-- Opening Marker --
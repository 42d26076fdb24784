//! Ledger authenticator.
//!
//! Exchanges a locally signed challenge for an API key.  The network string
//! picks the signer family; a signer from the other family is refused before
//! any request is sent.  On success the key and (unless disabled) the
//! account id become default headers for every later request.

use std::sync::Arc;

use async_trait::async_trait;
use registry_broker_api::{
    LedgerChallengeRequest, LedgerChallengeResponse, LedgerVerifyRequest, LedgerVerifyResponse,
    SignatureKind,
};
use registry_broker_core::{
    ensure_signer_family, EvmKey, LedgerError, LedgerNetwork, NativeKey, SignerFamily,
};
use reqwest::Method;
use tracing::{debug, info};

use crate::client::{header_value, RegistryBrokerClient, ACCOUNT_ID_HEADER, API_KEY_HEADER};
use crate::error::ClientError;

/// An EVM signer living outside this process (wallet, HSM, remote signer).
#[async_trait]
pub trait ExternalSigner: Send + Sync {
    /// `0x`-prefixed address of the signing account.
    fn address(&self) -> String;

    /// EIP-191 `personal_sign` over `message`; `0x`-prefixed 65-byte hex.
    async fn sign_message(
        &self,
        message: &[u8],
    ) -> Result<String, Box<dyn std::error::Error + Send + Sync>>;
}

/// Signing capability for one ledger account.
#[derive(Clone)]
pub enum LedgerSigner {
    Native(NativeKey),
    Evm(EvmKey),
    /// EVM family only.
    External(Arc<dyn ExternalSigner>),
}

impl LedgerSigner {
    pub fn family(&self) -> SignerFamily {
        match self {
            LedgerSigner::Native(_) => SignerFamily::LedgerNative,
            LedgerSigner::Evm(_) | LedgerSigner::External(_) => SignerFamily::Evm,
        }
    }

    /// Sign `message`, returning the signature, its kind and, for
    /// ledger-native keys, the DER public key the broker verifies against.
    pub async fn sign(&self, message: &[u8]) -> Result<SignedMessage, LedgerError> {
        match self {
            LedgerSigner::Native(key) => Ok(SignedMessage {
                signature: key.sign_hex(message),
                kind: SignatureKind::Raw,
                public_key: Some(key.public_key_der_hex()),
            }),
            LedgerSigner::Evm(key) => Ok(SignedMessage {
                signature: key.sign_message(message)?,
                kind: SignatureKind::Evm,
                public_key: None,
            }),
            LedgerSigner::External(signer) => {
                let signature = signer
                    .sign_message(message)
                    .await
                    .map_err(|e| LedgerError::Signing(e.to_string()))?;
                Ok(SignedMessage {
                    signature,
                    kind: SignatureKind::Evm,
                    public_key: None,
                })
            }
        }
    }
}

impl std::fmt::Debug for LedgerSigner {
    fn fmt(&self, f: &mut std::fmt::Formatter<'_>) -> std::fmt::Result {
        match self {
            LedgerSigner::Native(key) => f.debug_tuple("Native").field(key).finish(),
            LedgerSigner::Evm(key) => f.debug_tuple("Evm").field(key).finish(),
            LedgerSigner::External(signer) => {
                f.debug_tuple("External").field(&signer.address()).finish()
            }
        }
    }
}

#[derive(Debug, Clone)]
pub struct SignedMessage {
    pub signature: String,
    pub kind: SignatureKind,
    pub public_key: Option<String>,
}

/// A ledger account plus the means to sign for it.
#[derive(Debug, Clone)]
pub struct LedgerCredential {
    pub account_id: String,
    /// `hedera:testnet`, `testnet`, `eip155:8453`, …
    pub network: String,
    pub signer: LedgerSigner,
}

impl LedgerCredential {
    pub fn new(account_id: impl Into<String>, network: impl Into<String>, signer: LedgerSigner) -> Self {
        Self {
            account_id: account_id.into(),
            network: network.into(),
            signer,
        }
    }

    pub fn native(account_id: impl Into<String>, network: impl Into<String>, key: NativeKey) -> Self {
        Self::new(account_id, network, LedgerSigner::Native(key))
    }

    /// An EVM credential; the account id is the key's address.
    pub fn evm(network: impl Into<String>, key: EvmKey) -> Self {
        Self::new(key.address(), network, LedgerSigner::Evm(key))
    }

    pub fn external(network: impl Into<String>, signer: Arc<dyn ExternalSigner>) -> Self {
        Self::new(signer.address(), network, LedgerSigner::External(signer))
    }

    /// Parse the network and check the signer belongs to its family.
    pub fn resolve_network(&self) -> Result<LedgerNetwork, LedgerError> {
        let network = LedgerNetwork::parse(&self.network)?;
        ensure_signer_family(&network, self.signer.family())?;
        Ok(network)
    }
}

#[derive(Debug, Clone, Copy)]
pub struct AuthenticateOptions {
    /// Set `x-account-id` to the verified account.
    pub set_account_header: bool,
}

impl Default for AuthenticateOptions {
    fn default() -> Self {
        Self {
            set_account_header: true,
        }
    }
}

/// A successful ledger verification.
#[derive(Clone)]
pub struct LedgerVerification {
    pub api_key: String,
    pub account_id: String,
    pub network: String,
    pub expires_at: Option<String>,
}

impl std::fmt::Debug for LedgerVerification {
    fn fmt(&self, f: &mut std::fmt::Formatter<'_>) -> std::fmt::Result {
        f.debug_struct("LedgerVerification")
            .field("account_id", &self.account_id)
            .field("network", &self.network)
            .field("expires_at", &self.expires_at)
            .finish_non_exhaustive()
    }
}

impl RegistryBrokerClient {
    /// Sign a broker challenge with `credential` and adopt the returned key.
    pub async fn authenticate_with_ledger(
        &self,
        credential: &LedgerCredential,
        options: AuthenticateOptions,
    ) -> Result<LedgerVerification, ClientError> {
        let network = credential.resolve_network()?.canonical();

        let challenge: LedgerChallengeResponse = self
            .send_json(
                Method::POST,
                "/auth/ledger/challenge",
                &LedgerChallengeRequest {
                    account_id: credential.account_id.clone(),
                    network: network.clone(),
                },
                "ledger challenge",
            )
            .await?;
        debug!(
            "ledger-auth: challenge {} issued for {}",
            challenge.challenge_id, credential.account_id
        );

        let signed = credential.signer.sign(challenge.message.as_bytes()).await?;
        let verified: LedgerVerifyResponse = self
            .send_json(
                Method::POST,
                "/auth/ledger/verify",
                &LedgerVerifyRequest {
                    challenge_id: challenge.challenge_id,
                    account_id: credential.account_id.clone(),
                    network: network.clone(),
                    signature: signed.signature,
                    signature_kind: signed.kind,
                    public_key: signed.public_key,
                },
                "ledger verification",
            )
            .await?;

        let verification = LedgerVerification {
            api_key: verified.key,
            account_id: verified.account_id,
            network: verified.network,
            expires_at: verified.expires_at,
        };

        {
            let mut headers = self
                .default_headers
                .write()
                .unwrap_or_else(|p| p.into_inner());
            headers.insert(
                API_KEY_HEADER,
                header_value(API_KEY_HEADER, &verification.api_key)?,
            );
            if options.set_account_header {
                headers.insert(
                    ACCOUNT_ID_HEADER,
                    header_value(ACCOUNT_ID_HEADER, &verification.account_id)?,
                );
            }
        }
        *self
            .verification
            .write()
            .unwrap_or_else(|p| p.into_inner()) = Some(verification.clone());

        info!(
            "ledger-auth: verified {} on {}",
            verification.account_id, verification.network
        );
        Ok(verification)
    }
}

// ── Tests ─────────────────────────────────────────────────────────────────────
-- Closing Marker --
■ **Try it**: Show me every line in the data above that includes "LedgerChallengeRequest".

■ **Result for this task**:
    LedgerChallengeRequest, LedgerChallengeResponse, LedgerVerifyRequest, LedgerVerifyResponse,
                &LedgerChallengeRequest {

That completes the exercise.